-- Opening Marker --

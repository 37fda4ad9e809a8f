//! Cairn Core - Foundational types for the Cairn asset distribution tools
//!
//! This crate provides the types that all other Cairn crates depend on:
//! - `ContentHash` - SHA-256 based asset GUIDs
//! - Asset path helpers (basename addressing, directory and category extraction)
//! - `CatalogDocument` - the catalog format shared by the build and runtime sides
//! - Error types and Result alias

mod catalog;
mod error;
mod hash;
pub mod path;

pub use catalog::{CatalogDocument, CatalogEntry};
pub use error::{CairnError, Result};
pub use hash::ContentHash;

-- Closing Marker --
-- Opening Marker --

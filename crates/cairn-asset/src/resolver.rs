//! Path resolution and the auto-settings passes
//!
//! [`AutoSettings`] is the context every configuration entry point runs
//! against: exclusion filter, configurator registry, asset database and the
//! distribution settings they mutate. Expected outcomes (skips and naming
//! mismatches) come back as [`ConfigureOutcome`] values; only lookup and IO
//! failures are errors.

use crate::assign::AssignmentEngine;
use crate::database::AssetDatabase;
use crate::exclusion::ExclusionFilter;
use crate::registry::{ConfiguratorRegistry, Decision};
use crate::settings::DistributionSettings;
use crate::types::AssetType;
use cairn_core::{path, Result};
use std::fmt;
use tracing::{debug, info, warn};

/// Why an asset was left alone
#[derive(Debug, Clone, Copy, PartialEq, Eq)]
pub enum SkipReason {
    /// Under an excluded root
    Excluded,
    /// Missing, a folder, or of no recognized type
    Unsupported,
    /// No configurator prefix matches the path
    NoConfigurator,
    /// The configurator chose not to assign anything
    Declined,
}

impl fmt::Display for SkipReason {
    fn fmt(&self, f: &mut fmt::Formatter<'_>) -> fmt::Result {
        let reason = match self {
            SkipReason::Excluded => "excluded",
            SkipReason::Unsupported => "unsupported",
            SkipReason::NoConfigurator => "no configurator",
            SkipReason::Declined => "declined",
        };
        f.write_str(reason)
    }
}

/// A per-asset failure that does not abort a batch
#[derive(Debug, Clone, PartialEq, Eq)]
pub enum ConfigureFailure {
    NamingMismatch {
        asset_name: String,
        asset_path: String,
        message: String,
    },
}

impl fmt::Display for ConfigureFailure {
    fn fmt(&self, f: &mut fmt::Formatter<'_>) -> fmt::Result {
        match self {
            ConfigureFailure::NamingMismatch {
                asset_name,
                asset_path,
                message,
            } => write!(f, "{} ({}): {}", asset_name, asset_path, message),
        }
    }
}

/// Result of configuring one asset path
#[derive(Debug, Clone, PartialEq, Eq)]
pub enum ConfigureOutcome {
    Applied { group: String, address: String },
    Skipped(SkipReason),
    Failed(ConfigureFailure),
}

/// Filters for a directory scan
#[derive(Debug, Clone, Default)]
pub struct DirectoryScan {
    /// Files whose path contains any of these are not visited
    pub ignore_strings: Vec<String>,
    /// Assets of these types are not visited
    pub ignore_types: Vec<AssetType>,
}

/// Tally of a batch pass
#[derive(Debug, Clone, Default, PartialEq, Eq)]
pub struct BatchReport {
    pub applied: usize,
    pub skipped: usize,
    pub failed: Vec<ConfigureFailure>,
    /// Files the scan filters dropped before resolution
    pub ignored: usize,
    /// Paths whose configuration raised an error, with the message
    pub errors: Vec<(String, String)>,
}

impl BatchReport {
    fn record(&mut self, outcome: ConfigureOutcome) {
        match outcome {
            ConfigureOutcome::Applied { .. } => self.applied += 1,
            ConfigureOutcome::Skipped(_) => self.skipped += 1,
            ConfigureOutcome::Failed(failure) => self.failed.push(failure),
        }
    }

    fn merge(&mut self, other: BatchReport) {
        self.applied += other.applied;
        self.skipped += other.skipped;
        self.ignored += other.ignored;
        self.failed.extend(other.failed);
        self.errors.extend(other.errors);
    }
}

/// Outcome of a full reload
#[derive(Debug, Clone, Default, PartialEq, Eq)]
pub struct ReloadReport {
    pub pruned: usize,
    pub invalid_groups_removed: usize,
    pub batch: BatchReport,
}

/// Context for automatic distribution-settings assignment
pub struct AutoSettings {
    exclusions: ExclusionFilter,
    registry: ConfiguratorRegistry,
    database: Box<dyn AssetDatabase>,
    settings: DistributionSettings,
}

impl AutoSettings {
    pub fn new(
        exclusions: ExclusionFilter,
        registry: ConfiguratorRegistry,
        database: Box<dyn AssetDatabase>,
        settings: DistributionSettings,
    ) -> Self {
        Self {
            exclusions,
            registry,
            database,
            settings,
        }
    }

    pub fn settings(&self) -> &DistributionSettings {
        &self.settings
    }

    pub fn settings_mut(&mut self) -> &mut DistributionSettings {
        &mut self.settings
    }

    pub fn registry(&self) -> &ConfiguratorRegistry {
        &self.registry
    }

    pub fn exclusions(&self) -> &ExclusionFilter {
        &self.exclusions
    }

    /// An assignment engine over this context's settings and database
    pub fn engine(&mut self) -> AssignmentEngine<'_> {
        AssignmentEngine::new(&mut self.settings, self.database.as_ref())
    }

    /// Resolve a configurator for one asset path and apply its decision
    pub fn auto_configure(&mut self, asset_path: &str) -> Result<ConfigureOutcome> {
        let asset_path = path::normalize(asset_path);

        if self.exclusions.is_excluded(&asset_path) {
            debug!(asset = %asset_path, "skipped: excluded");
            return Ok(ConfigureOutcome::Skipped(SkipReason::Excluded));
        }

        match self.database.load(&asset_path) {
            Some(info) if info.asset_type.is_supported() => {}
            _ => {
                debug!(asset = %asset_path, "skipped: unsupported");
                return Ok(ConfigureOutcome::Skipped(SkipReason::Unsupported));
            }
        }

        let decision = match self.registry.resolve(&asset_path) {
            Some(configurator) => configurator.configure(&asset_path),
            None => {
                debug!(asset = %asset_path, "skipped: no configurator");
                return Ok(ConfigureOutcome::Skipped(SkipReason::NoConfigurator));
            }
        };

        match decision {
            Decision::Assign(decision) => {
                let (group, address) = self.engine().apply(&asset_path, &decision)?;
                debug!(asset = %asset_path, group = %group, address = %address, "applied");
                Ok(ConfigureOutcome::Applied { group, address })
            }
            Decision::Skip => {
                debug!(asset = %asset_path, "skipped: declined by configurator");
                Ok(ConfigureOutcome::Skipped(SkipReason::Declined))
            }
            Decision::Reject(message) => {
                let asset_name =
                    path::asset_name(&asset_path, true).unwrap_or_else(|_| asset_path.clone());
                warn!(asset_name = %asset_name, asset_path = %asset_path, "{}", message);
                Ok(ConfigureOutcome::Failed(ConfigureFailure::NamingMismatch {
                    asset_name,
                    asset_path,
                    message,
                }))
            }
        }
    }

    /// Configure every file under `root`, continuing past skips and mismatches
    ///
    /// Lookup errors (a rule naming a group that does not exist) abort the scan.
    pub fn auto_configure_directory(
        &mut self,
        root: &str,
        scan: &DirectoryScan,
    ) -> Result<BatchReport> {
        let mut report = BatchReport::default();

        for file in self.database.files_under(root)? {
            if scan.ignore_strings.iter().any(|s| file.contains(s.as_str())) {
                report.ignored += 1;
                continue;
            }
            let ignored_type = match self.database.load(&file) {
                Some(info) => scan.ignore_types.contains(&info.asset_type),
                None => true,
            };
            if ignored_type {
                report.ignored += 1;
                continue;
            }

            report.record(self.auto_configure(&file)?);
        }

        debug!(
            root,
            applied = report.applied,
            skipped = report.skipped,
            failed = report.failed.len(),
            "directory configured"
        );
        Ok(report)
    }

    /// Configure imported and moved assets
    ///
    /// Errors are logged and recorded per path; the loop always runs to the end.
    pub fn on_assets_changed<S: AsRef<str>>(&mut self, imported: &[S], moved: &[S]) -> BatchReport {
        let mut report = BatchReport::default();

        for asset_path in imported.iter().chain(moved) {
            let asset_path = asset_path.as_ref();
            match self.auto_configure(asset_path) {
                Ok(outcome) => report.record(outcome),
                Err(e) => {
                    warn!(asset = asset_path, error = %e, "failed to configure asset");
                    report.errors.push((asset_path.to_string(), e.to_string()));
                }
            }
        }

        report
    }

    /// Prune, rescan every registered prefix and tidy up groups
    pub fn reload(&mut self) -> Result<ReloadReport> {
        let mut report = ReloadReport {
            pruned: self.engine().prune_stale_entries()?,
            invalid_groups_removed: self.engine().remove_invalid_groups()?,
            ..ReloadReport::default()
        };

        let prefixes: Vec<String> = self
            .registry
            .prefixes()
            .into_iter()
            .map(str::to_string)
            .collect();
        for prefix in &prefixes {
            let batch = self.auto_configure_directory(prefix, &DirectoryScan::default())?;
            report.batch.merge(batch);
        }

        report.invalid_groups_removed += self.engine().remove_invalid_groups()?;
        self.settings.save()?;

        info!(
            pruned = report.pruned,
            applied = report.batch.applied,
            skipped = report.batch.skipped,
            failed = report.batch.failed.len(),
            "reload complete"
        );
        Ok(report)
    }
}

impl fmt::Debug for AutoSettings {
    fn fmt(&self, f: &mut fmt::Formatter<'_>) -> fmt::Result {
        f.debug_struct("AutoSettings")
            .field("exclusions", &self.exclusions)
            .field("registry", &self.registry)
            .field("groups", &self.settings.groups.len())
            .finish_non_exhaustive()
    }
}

-- Closing Marker --

### TO DO
Keep both end lines and retype everything in the records above from the line containing "repository 37fda4ad9e809a8f" through the line containing "pub use hash::ContentHash;", exactly, with nothing else.

### YOUR RESPONSE
repository 37fda4ad9e809a8f
//! Cairn Core - Foundational types for the Cairn asset distribution tools
//!
//! This crate provides the types that all other Cairn crates depend on:
//! - `ContentHash` - SHA-256 based asset GUIDs
//! - Asset path helpers (basename addressing, directory and category extraction)
//! - `CatalogDocument` - the catalog format shared by the build and runtime sides
//! - Error types and Result alias

mod catalog;
mod error;
mod hash;
pub mod path;

pub use catalog::{CatalogDocument, CatalogEntry};
pub use error::{CairnError, Result};
pub use hash::ContentHash;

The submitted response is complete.